The four early runs were great for the Nationals. Trouble is, they tried to make them hold up the rest of the game. On a night when Corbin is in peak form, it would've been enough. On a night when he clearly wasn't, it wasn't.
The left-hander seemed out of sorts from the get-go, issuing a five-pitch walk to the very first batter he faced, even after he was just handed a 4-0 lead. Corbin would wind up walking five batters in all, matching his career high, with two of those batters coming around to score.
"Walking five guys, I don't know if I've done that before," he said. "I just felt a little off, maybe a little quick (with my) front side."
One of the aforementioned batters who walked scored when Hunter Renfroe crushed a Corbin fastball to center field for a second-inning homer. The other scored on a train wreck of a play by the left side of the Nationals infield.
Facing a bases-loaded jam in the fifth, Corbin got Manny Machado to ground to short. Trea Turner didn't have a play at the plate, but he did have a play at third, so he threw the ball to Anthony Rendon and beat the runner to the bag.

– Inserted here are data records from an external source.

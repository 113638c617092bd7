//! # avc-core
//!
//! H.264 宏块编码层的底层基础设施: 统一错误类型、按位读写的比特流,
//! 以及在平面采样缓冲区上开窗的二维叠加视图.

pub mod bitreader;
pub mod bitwriter;
pub mod error;
pub mod overlay;

// 重导出常用类型
pub use bitreader::BitReader;
pub use bitwriter::BitWriter;
pub use error::{AvcError, AvcResult};
pub use overlay::Overlay2d;
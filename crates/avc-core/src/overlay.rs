//! 平面采样缓冲区上的二维叠加视图.
//!
//! 颜色空间转换等外部模块产出连续存放的平面采样 (Y / Cb / Cr), 宏块层只需要
//! 以 4x4 块为单位把采样搬进搬出. [`Overlay2d`] 在平面上设置一个可移动的原点,
//! 从原点处读出或写入一个矩形块.

use crate::{AvcError, AvcResult};

/// 平面缓冲区上的二维叠加视图
pub struct Overlay2d<'a> {
    plane: &'a mut [i16],
    width: usize,
    height: usize,
    origin_x: usize,
    origin_y: usize,
}

impl<'a> Overlay2d<'a> {
    /// 在 `width * height` 的平面上创建视图, 原点位于 (0, 0)
    pub fn new(plane: &'a mut [i16], width: usize, height: usize) -> AvcResult<Self> {
        if width == 0 || height == 0 || plane.len() < width * height {
            return Err(AvcError::InvalidArgument(format!(
                "平面尺寸无效: {}x{}, 缓冲区长度 {}",
                width,
                height,
                plane.len()
            )));
        }
        Ok(Self {
            plane,
            width,
            height,
            origin_x: 0,
            origin_y: 0,
        })
    }

    /// 平面宽度
    pub fn width(&self) -> usize {
        self.width
    }

    /// 平面高度
    pub fn height(&self) -> usize {
        self.height
    }

    /// 设置视图原点
    pub fn set_origin(&mut self, x: usize, y: usize) {
        self.origin_x = x;
        self.origin_y = y;
    }

    fn check_region(&self, block_w: usize, block_h: usize, len: usize) -> AvcResult<()> {
        if len < block_w * block_h {
            return Err(AvcError::InvalidArgument(format!(
                "块缓冲区长度 {} 小于 {}x{}",
                len, block_w, block_h
            )));
        }
        if self.origin_x + block_w > self.width || self.origin_y + block_h > self.height {
            return Err(AvcError::InvalidArgument(format!(
                "块区域 ({}, {}) {}x{} 越出平面 {}x{}",
                self.origin_x, self.origin_y, block_w, block_h, self.width, self.height
            )));
        }
        Ok(())
    }

    /// 从原点处读出 `block_w x block_h` 的采样到块 (行优先)
    pub fn read(&self, block: &mut [i32], block_w: usize, block_h: usize) -> AvcResult<()> {
        self.check_region(block_w, block_h, block.len())?;
        for (y, row) in block.chunks_mut(block_w).take(block_h).enumerate() {
            let start = (self.origin_y + y) * self.width + self.origin_x;
            for (dst, &src) in row.iter_mut().zip(&self.plane[start..start + block_w]) {
                *dst = i32::from(src);
            }
        }
        Ok(())
    }

    /// 把块 (行优先) 写入原点处, 超出 i16 范围的值被截断到边界
    pub fn write(&mut self, block: &[i32], block_w: usize, block_h: usize) -> AvcResult<()> {
        self.check_region(block_w, block_h, block.len())?;
        for (y, row) in block.chunks(block_w).take(block_h).enumerate() {
            let start = (self.origin_y + y) * self.width + self.origin_x;
            for (dst, &src) in self.plane[start..start + block_w].iter_mut().zip(row) {
                *dst = src.clamp(i32::from(i16::MIN), i32::from(i16::MAX)) as i16;
            }
        }
        Ok(())
    }
}
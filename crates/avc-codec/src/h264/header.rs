//! H.264 NAL 单元与编解码头信息提取.
//!
//! # Annex B 格式
//!
//! NAL 单元由起始码分隔:
//! - 3 字节起始码: `00 00 01`
//! - 4 字节起始码: `00 00 00 01`
//!
//! # NAL 头部 (1 字节)
//! ```text
//! ┌──────────────────────────────────────┐
//! │ forbidden(1) | ref_idc(2) | type(5) │
//! └──────────────────────────────────────┘
//! ```
//!
//! [`CodecHeader`] 只看帧首的起始码与 NAL 头, 用来判断一帧是
//! IDR 图像、非 IDR 图像还是参数集.

use bytes::Bytes;
use log::{debug, warn};

use avc_core::{AvcError, AvcResult, BitReader, BitWriter};

/// 帧首至少需要的位数: 32 位起始码 + 8 位 NAL 头
pub const MIN_HEADER_BITS: usize = 32 + 8;

/// 4 字节起始码的值
const START_CODE: u32 = 0x0000_0001;

/// `get` 支持的头字段名
const FIELD_PICTURE_CODING_TYPE: &str = "picture coding type";

/// NAL 单元类型. 只区分宏块层关心的四种, 其余保留原始编号
#[derive(Debug, Clone, Copy, PartialEq, Eq)]
pub enum NalUnitType {
    /// 非 IDR 图像切片 (1)
    Slice,
    /// IDR 图像切片 (5)
    SliceIdr,
    /// 序列参数集 (7)
    Sps,
    /// 图像参数集 (8)
    Pps,
    /// 其他类型
    Other(u8),
}

impl NalUnitType {
    /// 从 5 位类型编号创建
    pub fn from_id(id: u8) -> Self {
        match id & 0x1F {
            1 => Self::Slice,
            5 => Self::SliceIdr,
            7 => Self::Sps,
            8 => Self::Pps,
            other => Self::Other(other),
        }
    }

    pub fn id(self) -> u8 {
        match self {
            Self::Slice => 1,
            Self::SliceIdr => 5,
            Self::Sps => 7,
            Self::Pps => 8,
            Self::Other(id) => id & 0x1F,
        }
    }
}

// ============================================================
// Annex B 拆分
// ============================================================

/// NAL 单元, 数据与输入缓冲区共享存储
#[derive(Debug, Clone)]
pub struct NalUnit {
    pub nal_type: NalUnitType,
    /// nal_ref_idc (0-3)
    pub ref_idc: u8,
    /// 不含起始码, 含 NAL 头字节
    pub data: Bytes,
}

impl NalUnit {
    /// 从含头字节的 NAL 数据解析
    pub fn parse(data: Bytes) -> AvcResult<Self> {
        let Some(&header) = data.first() else {
            return Err(AvcError::InvalidData("NAL 单元数据为空".into()));
        };
        if header & 0x80 != 0 {
            return Err(AvcError::InvalidData(format!(
                "forbidden_zero_bit 非法, header={:#04x}",
                header
            )));
        }
        Ok(Self {
            nal_type: NalUnitType::from_id(header),
            ref_idc: (header >> 5) & 0x03,
            data,
        })
    }

    /// NAL 头之后的载荷
    pub fn payload(&self) -> Bytes {
        self.data.slice(1..)
    }

    /// 去掉防竞争字节后的 RBSP
    pub fn rbsp(&self) -> Vec<u8> {
        remove_emulation_prevention(&self.data[1..])
    }
}

/// 组装一个带 4 字节起始码的 Annex B NAL 单元, 载荷按需插入防竞争字节.
///
/// `rbsp` 应以 rbsp_trailing_bits 结尾 (最后一个字节非零).
pub fn build_annex_b_nal(nal_type: NalUnitType, ref_idc: u8, rbsp: &[u8]) -> Vec<u8> {
    let header = ((ref_idc & 0x03) << 5) | nal_type.id();
    let mut out = Vec::with_capacity(rbsp.len() + rbsp.len() / 64 + 5);
    out.extend_from_slice(&[0x00, 0x00, 0x00, 0x01, header]);
    out.extend(insert_emulation_prevention(rbsp));
    out
}

/// 写 rbsp_trailing_bits: 停止位 1, 然后补零到字节边界
pub fn write_rbsp_trailing_bits(bw: &mut BitWriter) -> AvcResult<()> {
    bw.write_bit(1)?;
    bw.align_to_byte();
    Ok(())
}

/// 在 RBSP 中插入防竞争字节: 连续两个 0x00 之后若为 0x00..=0x03, 先插入 0x03
pub fn insert_emulation_prevention(rbsp: &[u8]) -> Vec<u8> {
    let mut out = Vec::with_capacity(rbsp.len() + rbsp.len() / 64);
    let mut zeros = 0;
    for &b in rbsp {
        if zeros >= 2 && b <= 0x03 {
            out.push(0x03);
            zeros = 0;
        }
        out.push(b);
        zeros = if b == 0x00 { zeros + 1 } else { 0 };
    }
    out
}

/// 移除防竞争字节 (`00 00 03` -> `00 00`)
pub fn remove_emulation_prevention(data: &[u8]) -> Vec<u8> {
    let mut rbsp = Vec::with_capacity(data.len());
    let mut zeros = 0;
    for &b in data {
        if zeros >= 2 && b == 0x03 {
            zeros = 0;
            continue;
        }
        rbsp.push(b);
        zeros = if b == 0x00 { zeros + 1 } else { 0 };
    }
    rbsp
}

/// 从 Annex B 字节流拆出全部 NAL 单元 (不含起始码).
///
/// 非法的 NAL 头被跳过.
pub fn split_annex_b(data: &Bytes) -> Vec<NalUnit> {
    let offsets = find_start_codes(data);
    let mut nalus = Vec::with_capacity(offsets.len());

    for (i, &start) in offsets.iter().enumerate() {
        let end = offsets.get(i + 1).copied().unwrap_or(data.len());
        let nal_start = skip_start_code(data, start);

        // 去掉尾部补零
        let mut nal_end = end;
        while nal_end > nal_start && data[nal_end - 1] == 0x00 {
            nal_end -= 1;
        }
        if nal_end <= nal_start {
            continue;
        }

        match NalUnit::parse(data.slice(nal_start..nal_end)) {
            Ok(nalu) => nalus.push(nalu),
            Err(e) => warn!("跳过 NAL 单元 @{}: {}", start, e),
        }
    }
    nalus
}

/// 起始码位置 (指向起始码第一个字节, 4 字节起始码包含前导零)
fn find_start_codes(data: &[u8]) -> Vec<usize> {
    let mut offsets = Vec::new();
    let mut i = 0;
    while i + 2 < data.len() {
        if data[i] == 0 && data[i + 1] == 0 && data[i + 2] == 1 {
            let start = if i > 0 && data[i - 1] == 0 { i - 1 } else { i };
            offsets.push(start);
            i += 3;
        } else {
            i += 1;
        }
    }
    offsets
}

fn skip_start_code(data: &[u8], pos: usize) -> usize {
    if data[pos..].starts_with(&[0, 0, 0, 1]) {
        pos + 4
    } else {
        pos + 3
    }
}

// ============================================================
// 编解码头
// ============================================================

/// 帧的图像编码类型
#[derive(Debug, Clone, Copy, PartialEq, Eq)]
pub enum PictureCodingType {
    Intra,
    Inter,
    SequenceParams,
    PictureParams,
}

impl PictureCodingType {
    /// 对外的数值编码
    pub fn value(self) -> i32 {
        match self {
            Self::Intra => 0,
            Self::Inter => 1,
            Self::SequenceParams => 2,
            Self::PictureParams => 3,
        }
    }
}

/// 从帧首提取的头信息
#[derive(Debug, Clone, Copy, PartialEq, Eq)]
pub struct CodecHeader {
    pub ref_idc: u8,
    pub nal_type: NalUnitType,
    pub picture_coding_type: PictureCodingType,
}

impl Default for CodecHeader {
    fn default() -> Self {
        Self {
            ref_idc: 0,
            nal_type: NalUnitType::SliceIdr,
            picture_coding_type: PictureCodingType::Intra,
        }
    }
}

impl CodecHeader {
    /// 从帧首 `bit_len` 位中提取头信息.
    ///
    /// 只接受 IDR 切片、非 IDR 切片、SPS 与 PPS, 其余类型调用方应丢弃该帧.
    pub fn extract(stream: &[u8], bit_len: usize) -> AvcResult<Self> {
        if bit_len < MIN_HEADER_BITS {
            return Err(AvcError::HeaderParse(format!(
                "帧头过短: {} 位, 至少需要 {} 位",
                bit_len, MIN_HEADER_BITS
            )));
        }
        let mut br = BitReader::with_bit_len(stream, bit_len)?;

        let start_code = br.read_bits(32)?;
        if start_code != START_CODE {
            warn!("帧首起始码异常: {:#010x}", start_code);
        }
        if br.read_bit()? != 0 {
            return Err(AvcError::HeaderParse("forbidden_zero_bit 为 1".into()));
        }
        let ref_idc = br.read_bits(2)? as u8;
        let nal_type = NalUnitType::from_id(br.read_bits(5)? as u8);

        let picture_coding_type = match nal_type {
            NalUnitType::SliceIdr => PictureCodingType::Intra,
            NalUnitType::Slice => PictureCodingType::Inter,
            NalUnitType::Sps => PictureCodingType::SequenceParams,
            NalUnitType::Pps => PictureCodingType::PictureParams,
            other => {
                return Err(AvcError::HeaderParse(format!(
                    "不支持的 NAL 单元类型: {}",
                    other.id()
                )));
            }
        };
        debug!(
            "帧头: nal_type={:?}, ref_idc={}, coding_type={:?}",
            nal_type, ref_idc, picture_coding_type
        );

        Ok(Self {
            ref_idc,
            nal_type,
            picture_coding_type,
        })
    }

    /// 按名称取头字段 (不区分大小写, 允许前缀).
    ///
    /// 目前只有 "picture coding type".
    pub fn get(&self, name: &str) -> Option<i32> {
        let field = FIELD_PICTURE_CODING_TYPE;
        let is_prefix = !name.is_empty()
            && name.len() <= field.len()
            && field.as_bytes()[..name.len()].eq_ignore_ascii_case(name.as_bytes());
        is_prefix.then(|| self.picture_coding_type.value())
    }
}

#[cfg(test)]
mod tests {
    use super::*;

    fn frame(header: u8) -> Vec<u8> {
        vec![0x00, 0x00, 0x00, 0x01, header, 0x88, 0x84]
    }

    #[test]
    fn test_nal_type_mapping() {
        for (id, t) in [
            (1, NalUnitType::Slice),
            (5, NalUnitType::SliceIdr),
            (7, NalUnitType::Sps),
            (8, NalUnitType::Pps),
        ] {
            assert_eq!(NalUnitType::from_id(id), t);
            assert_eq!(t.id(), id);
        }
        assert_eq!(NalUnitType::from_id(9), NalUnitType::Other(9));
        assert_eq!(NalUnitType::Other(6).id(), 6);
        // 高位 (forbidden 与 ref_idc) 不影响类型
        assert_eq!(NalUnitType::from_id(0x65), NalUnitType::SliceIdr);
    }

    #[test]
    fn test_extract_picture_types() {
        let cases = [
            (0x65, PictureCodingType::Intra, 3),
            (0x41, PictureCodingType::Inter, 2),
            (0x67, PictureCodingType::SequenceParams, 3),
            (0x68, PictureCodingType::PictureParams, 3),
        ];
        for (header, expected, ref_idc) in cases {
            let data = frame(header);
            let h = CodecHeader::extract(&data, data.len() * 8).unwrap();
            assert_eq!(h.picture_coding_type, expected);
            assert_eq!(h.ref_idc, ref_idc);
            assert_eq!(h.get("picture coding type"), Some(expected.value()));
        }
    }

    #[test]
    fn test_extract_rejects_other_types() {
        // SEI
        let data = frame(0x06);
        assert!(matches!(
            CodecHeader::extract(&data, 56),
            Err(AvcError::HeaderParse(_))
        ));
    }

    #[test]
    fn test_extract_requires_forty_bits() {
        let data = frame(0x65);
        assert!(matches!(
            CodecHeader::extract(&data, 39),
            Err(AvcError::HeaderParse(_))
        ));
        assert!(CodecHeader::extract(&data, 40).is_ok());
    }

    #[test]
    fn test_extract_rejects_forbidden_bit() {
        // 0xE5: forbidden_zero_bit=1, ref_idc=3, type=5
        let data = frame(0xE5);
        assert!(matches!(
            CodecHeader::extract(&data, data.len() * 8),
            Err(AvcError::HeaderParse(_))
        ));
    }

    #[test]
    fn test_get_field_names() {
        let h = CodecHeader {
            picture_coding_type: PictureCodingType::Inter,
            ..Default::default()
        };
        assert_eq!(h.get("Picture Coding Type"), Some(1));
        assert_eq!(h.get("picture"), Some(1));
        assert_eq!(h.get("width"), None);
        assert_eq!(h.get(""), None);
    }

    #[test]
    fn test_emulation_prevention() {
        let rbsp = [0x00, 0x00, 0x01, 0x00, 0x00, 0x00, 0x00, 0x00, 0x04, 0x80];
        let escaped = insert_emulation_prevention(&rbsp);
        assert_eq!(
            escaped,
            [0x00, 0x00, 0x03, 0x01, 0x00, 0x00, 0x03, 0x00, 0x00, 0x03, 0x00, 0x04, 0x80]
        );
        assert_eq!(remove_emulation_prevention(&escaped), rbsp);
    }

    #[test]
    fn test_build_nal_with_trailing_bits() {
        let mut bw = BitWriter::new();
        bw.write_bits(0b101, 3).unwrap();
        write_rbsp_trailing_bits(&mut bw).unwrap();
        assert_eq!(bw.bits_written(), 8);
        let rbsp = bw.finish();
        assert_eq!(rbsp, [0b1011_0000]);

        let nal = build_annex_b_nal(NalUnitType::Slice, 2, &rbsp);
        assert_eq!(nal, [0x00, 0x00, 0x00, 0x01, 0x41, 0xB0]);
        let h = CodecHeader::extract(&nal, nal.len() * 8).unwrap();
        assert_eq!(h.picture_coding_type, PictureCodingType::Inter);
    }

    #[test]
    fn test_split_annex_b() {
        let stream = Bytes::from_static(&[
            0x00, 0x00, 0x00, 0x01, 0x67, 0x42, 0x00, // SPS
            0x00, 0x00, 0x01, 0x68, 0xCE, // PPS
            0x00, 0x00, 0x01, 0x80, 0x00, // forbidden 位非法
            0x00, 0x00, 0x00, 0x01, 0x65, 0x88, 0x00, 0x00,
        ]);
        let nalus = split_annex_b(&stream);
        assert_eq!(nalus.len(), 3);
        assert_eq!(nalus[0].nal_type, NalUnitType::Sps);
        assert_eq!(&nalus[0].data[..], &[0x67, 0x42]);
        assert_eq!(nalus[1].nal_type, NalUnitType::Pps);
        assert_eq!(&nalus[1].payload()[..], &[0xCE]);
        assert_eq!(nalus[2].nal_type, NalUnitType::SliceIdr);
        assert_eq!(nalus[2].ref_idc, 3);
        assert_eq!(&nalus[2].data[..], &[0x65, 0x88]);
    }
}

"Slow-hit ball, kind of a capper, a skimmer," Turner said. "So I didn't think I'd have the double play, and I figured I had momentum going to third, so I figured it was the right play."
Rendon, though, didn't catch the slightly high throw. The ball caromed off his glove and rolled into foul territory, and by the time he retrieved it two Padres had crossed the plate to tie the game.
"From what I saw, it looked like Anthony put his head down to see where the base was," Martinez said. "And as he looked up, the ball was here at his head."
Rendon was charged with the error, but Turner took responsibility.
"Looking back at it, I think if I make a better throw, we get out of that inning with the lead and probably win the game," the shortstop said. "That kind of was the difference."
No matter who was to blame, the error not only let two runs score but also let the go-ahead runner advance to third, and that proved costly when Franmil Reyes sent a fly ball to deep left field, scoring the go-ahead run.
Who knew that would be the last runner to cross the plate tonight?
"We get an out right there," Martinez said, "the next guy flies out, and we're out of the inning."